Playing with recovery_1st_stage_command using pg_rewind, I thought to try out of curiosity another monkey hack – querying pgpool_recovery() without arguments (as I ignore them in my set up anyway) and then just trying to attach the node to pgpool:
[email protected]:~# psql -p 5433 -h localhost template1 -c "SELECT pgpool_recovery('or_1st.sh', '', '', '')" pgpool_recovery ----------------- t (1 row) [email protected]:~# pcp_attach_node -h 127.0.0.1 -U vao -w -n 1 pcp_attach_node -- Command Successful
This stupid idea brought me to:
[email protected]:~# ps -aef | grep pgpool postgres 15227 1 0 11:22 ? 00:00:00 pgpool -D postgres 15240 15227 0 11:22 ? 00:00:00 pgpool: health check process(0) postgres 15241 15227 0 11:22 ? 00:00:00 pgpool: health check process(1) postgres 15242 15227 0 11:22 ? 00:00:00 pgpool: health check process(2) postgres 15648 15227 0 11:24 ? 00:00:00 [pgpool]

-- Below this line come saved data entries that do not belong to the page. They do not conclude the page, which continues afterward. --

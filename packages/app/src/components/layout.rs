//! Layout wrapper for the protected section

use dioxus::prelude::*;

use crate::routes::Route;
use super::NavBar;

/// Layout for the signed-in area: navigation plus the routed screen.
/// Access control happens one level up, in the route guard.
#[component]
pub fn AppLayout() -> Element {
    rsx! {
        div {
            class: "min-h-screen bg-gray-50",

            NavBar {}

            main {
                class: "max-w-5xl mx-auto px-4 py-6",
                Outlet::<Route> {}
            }
        }
    }
}
//! Community board page

use dioxus::prelude::*;
use waypoint_api::types::NewBoardPost;

use crate::components::{ErrorNotice, LoadingSpinner, PostCard};
use crate::session::use_session;

/// Community board: post list with substring search and a new-post form
#[component]
pub fn Board() -> Element {
    let session = use_session();

    let fetch_session = session.clone();
    let mut posts = use_resource(move || {
        let session = fetch_session.clone();
        async move { session.observe(session.api().list_posts().await) }
    });

    let mut search_query = use_signal(String::new);
    let mut title = use_signal(String::new);
    let mut body = use_signal(String::new);
    let mut error = use_signal(|| None::<String>);
    let mut is_pending = use_signal(|| false);

    // Client-side substring filter over title, body, and author.
    let filtered_posts = use_memo(move || {
        let all = match posts.read().as_ref() {
            Some(Ok(p)) => p.clone(),
            _ => vec![],
        };
        let query = search_query().to_lowercase();
        if query.is_empty() {
            return all;
        }
        all.into_iter()
            .filter(|post| {
                post.title.to_lowercase().contains(&query)
                    || post.body.to_lowercase().contains(&query)
                    || post.author_name.to_lowercase().contains(&query)
            })
            .collect()
    });

    let handle_post = move |_| {
        let session = session.clone();
        let title_value = title().trim().to_string();
        let body_value = body().trim().to_string();

        if title_value.is_empty() || body_value.is_empty() {
            error.set(Some("A post needs a title and some text".to_string()));
            return;
        }

        spawn(async move {
            is_pending.set(true);
            error.set(None);

            let new_post = NewBoardPost {
                title: title_value,
                body: body_value,
            };
            match session.observe(session.api().create_post(new_post).await) {
                Ok(_) => {
                    title.set(String::new());
                    body.set(String::new());
                    posts.restart();
                }
                Err(e) => error.set(Some(e.to_string())),
            }

            is_pending.set(false);
        });
    };

    let is_loading = posts.read().is_none();
    let load_error = matches!(posts.read().as_ref(), Some(Err(_)));

    rsx! {
        div {
            h1 { class: "text-2xl font-bold text-gray-900 mb-6", "Community board" }

            // New post
            div {
                class: "bg-white rounded-lg border border-gray-200 p-6 mb-8",
                h2 { class: "text-lg font-semibold text-gray-900 mb-4", "Share something" }

                if let Some(err) = error() {
                    div { class: "mb-4", ErrorNotice { message: err } }
                }

                form {
                    onsubmit: handle_post,
                    input {
                        r#type: "text",
                        value: "{title}",
                        oninput: move |e| title.set(e.value()),
                        placeholder: "Title",
                        class: "w-full px-3 py-2 border border-gray-300 rounded-md mb-3 focus:outline-none focus:ring-2 focus:ring-sky-500",
                        disabled: is_pending()
                    }
                    textarea {
                        value: "{body}",
                        oninput: move |e| body.set(e.value()),
                        placeholder: "Tips, questions, finds...",
                        rows: 3,
                        class: "w-full px-3 py-2 border border-gray-300 rounded-md mb-3 focus:outline-none focus:ring-2 focus:ring-sky-500",
                        disabled: is_pending()
                    }
                    button {
                        r#type: "submit",
                        class: "bg-sky-700 text-white py-2 px-6 rounded-md hover:bg-sky-800 disabled:opacity-50 disabled:cursor-not-allowed",
                        disabled: is_pending(),
                        if is_pending() { "Posting..." } else { "Post" }
                    }
                }
            }

            // Search
            input {
                r#type: "text",
                value: "{search_query}",
                oninput: move |e| search_query.set(e.value()),
                placeholder: "Search posts...",
                class: "w-full px-3 py-2 border border-gray-300 rounded-md mb-6 focus:outline-none focus:ring-2 focus:ring-sky-500"
            }

            if is_loading {
                div { class: "py-12", LoadingSpinner {} }
            } else if load_error {
                ErrorNotice { message: "Couldn't load the board right now" }
            } else if filtered_posts().is_empty() {
                p { class: "text-gray-500 text-center py-12", "Nothing here yet." }
            } else {
                div {
                    class: "grid grid-cols-1 gap-4",
                    for post in filtered_posts() {
                        PostCard { key: "{post.id}", post }
                    }
                }
            }
        }
    }
}
//! Page components

pub mod auth;
pub mod member;
pub mod public;
//! Credential persistence on device.
//!
//! A JSON file under the platform config directory stands in for the mobile
//! secure keystore. Saves go through a temp-file rename, so a concurrent
//! reader sees the old record or the new one, never a torn write.

use std::fs;
use std::path::PathBuf;

use waypoint_api::{Credential, CredentialStore, StorageError};

/// On-device file implementation of the storage port.
pub struct DeviceStore {
    path: PathBuf,
}

impl DeviceStore {
    pub fn new() -> Result<Self, StorageError> {
        let dirs = directories::ProjectDirs::from("com", "Waypoint", "waypoint")
            .ok_or_else(|| StorageError::Unavailable("no home directory".to_string()))?;
        let dir = dirs.config_dir().to_path_buf();
        fs::create_dir_all(&dir)?;
        Ok(Self {
            path: dir.join("credential.json"),
        })
    }

    #[cfg(test)]
    fn at_path(path: PathBuf) -> Self {
        Self { path }
    }
}

impl CredentialStore for DeviceStore {
    fn load(&self) -> Result<Option<Credential>, StorageError> {
        match fs::read_to_string(&self.path) {
            Ok(raw) => Ok(Some(serde_json::from_str(&raw)?)),
            Err(e) if e.kind() == std::io::ErrorKind::NotFound => Ok(None),
            Err(e) => Err(e.into()),
        }
    }

    fn save(&self, credential: &Credential) -> Result<(), StorageError> {
        let raw = serde_json::to_string(credential)?;
        let tmp = self.path.with_extension("json.tmp");
        fs::write(&tmp, raw)?;
        fs::rename(&tmp, &self.path)?;
        Ok(())
    }

    fn clear(&self) -> Result<(), StorageError> {
        match fs::remove_file(&self.path) {
            Ok(()) => Ok(()),
            Err(e) if e.kind() == std::io::ErrorKind::NotFound => Ok(()),
            Err(e) => Err(e.into()),
        }
    }
}

#[cfg(test)]
mod tests {
    use super::*;

    fn temp_store() -> DeviceStore {
        let path = std::env::temp_dir().join(format!("waypoint-test-{}.json", uuid::Uuid::new_v4()));
        DeviceStore::at_path(path)
    }

    fn credential() -> Credential {
        Credential {
            access_token: "a1".to_string(),
            refresh_token: Some("r1".to_string()),
            user_id: "42".to_string(),
            need_phone_verification: false,
        }
    }

    #[test]
    fn test_round_trip() {
        let store = temp_store();
        assert!(store.load().unwrap().is_none());

        store.save(&credential()).unwrap();
        assert_eq!(store.load().unwrap(), Some(credential()));

        store.clear().unwrap();
        assert!(store.load().unwrap().is_none());
    }

    #[test]
    fn test_clear_when_nothing_stored_is_ok() {
        let store = temp_store();
        store.clear().unwrap();
    }
}
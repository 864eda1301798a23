//! Error types for API and storage operations.

/// Error type for backend API operations
#[derive(Debug, thiserror::Error)]
pub enum ApiError {
    #[error("network error: {0}")]
    Network(#[from] reqwest::Error),

    /// Authorization failed and the one-shot refresh could not recover it.
    /// Callers reset session state; the route guard handles the redirect.
    #[error("not authenticated")]
    Unauthorized,

    #[error("api error ({status}): {message}")]
    Status { status: u16, message: String },

    #[error("decode error: {0}")]
    Decode(#[from] serde_json::Error),
}

/// Error type for the credential storage port.
///
/// Callers treat any storage failure as "no credential" after logging it;
/// these never reach rendering code.
#[derive(Debug, thiserror::Error)]
pub enum StorageError {
    #[error("storage unavailable: {0}")]
    Unavailable(String),

    #[error("storage io: {0}")]
    Io(#[from] std::io::Error),

    #[error("corrupt credential record: {0}")]
    Corrupt(#[from] serde_json::Error),
}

postgres 16264 15227 0 11:26 ? 00:00:00 pgpool: PCP: wait for connection request postgres 16266 15227 0 11:26 ? 00:00:00 [pgpool] postgres 16506 16264 0 11:26 ? 00:00:00 pgpool: PCP: processing recovery request postgres 16560 15227 0 11:26 ? 00:00:00 [pgpool] postgres 16835 15227 0 11:26 ? 00:00:00 [pgpool] postgres 16836 15227 0 11:26 ? 00:00:00 [pgpool]
No escape I have to:
[email protected]:~# kill -9 [email protected]:~# rm /var/run/pgpoolql/.s.PGSQL.5433 [email protected]:~# rm /var/run/pgpoolql/.s.PGSQL.9898
Above 5433 is pgpool port and 9898 is pcp port. Obviously after crash, files are not swept, so you have to do it manually.
- Do a careful reading and play a lot before taking pgpool to production. It’s much harder to find help with pgpool then postgres itself. Some questions are never answered. Especially when asked in wrong place (I answered it based on right place to get the answer)…
- Don’t forget the latest timeline for cascading replication (not really the pgpool hint, but often people don’t understand that in order to pickup a new master it is not enough to specify a right endpoint for receiver).
- Architecture with diagram could be found here.
In 10 years new promising features (watchdog and virtual ip) and important fixes (eg serialize_accept) appeared, but overall it leaves a undervalued impression. Docs have typos that have lived there for 10 years. I don’t believe no-one reads the docs. I don’t believe no one noticed. You just can’t report them in any easy way. There are plenty of guns loaded and prepared, lying on the documentation site for the novice user to take, point against the foot and pull the trigger. I have no reasonable idea how to improve it – I’m just warning the shooters. Misinterpreting one parameter can throw you in a desperate position of reverse engineering to find your mistake. All these years pgpool used to be and remains kind of a product for advanced users. Reading documentation I could not help myself not recalling the old Russian joke about Sherlock Holmes: Sherlock and Watson fly on the balloon. Suddenly the strong wind blows them thousands miles away. When they can land, they see the girl grazing sheep. Holmes asks the girl: “Darling where are we?” and the girl replies “You are on the balloon!”. Sherlock thanks and as they take off says “The wind took us very far – we are in Russia”. “But how do you know?” Watson asks. “It’s obvious – only in Russia coders graze sheep” Sherlock replies. “But how do you know the girl is coder?” – “It’s obvious – she gave us absolutely precise and totally useless answer”.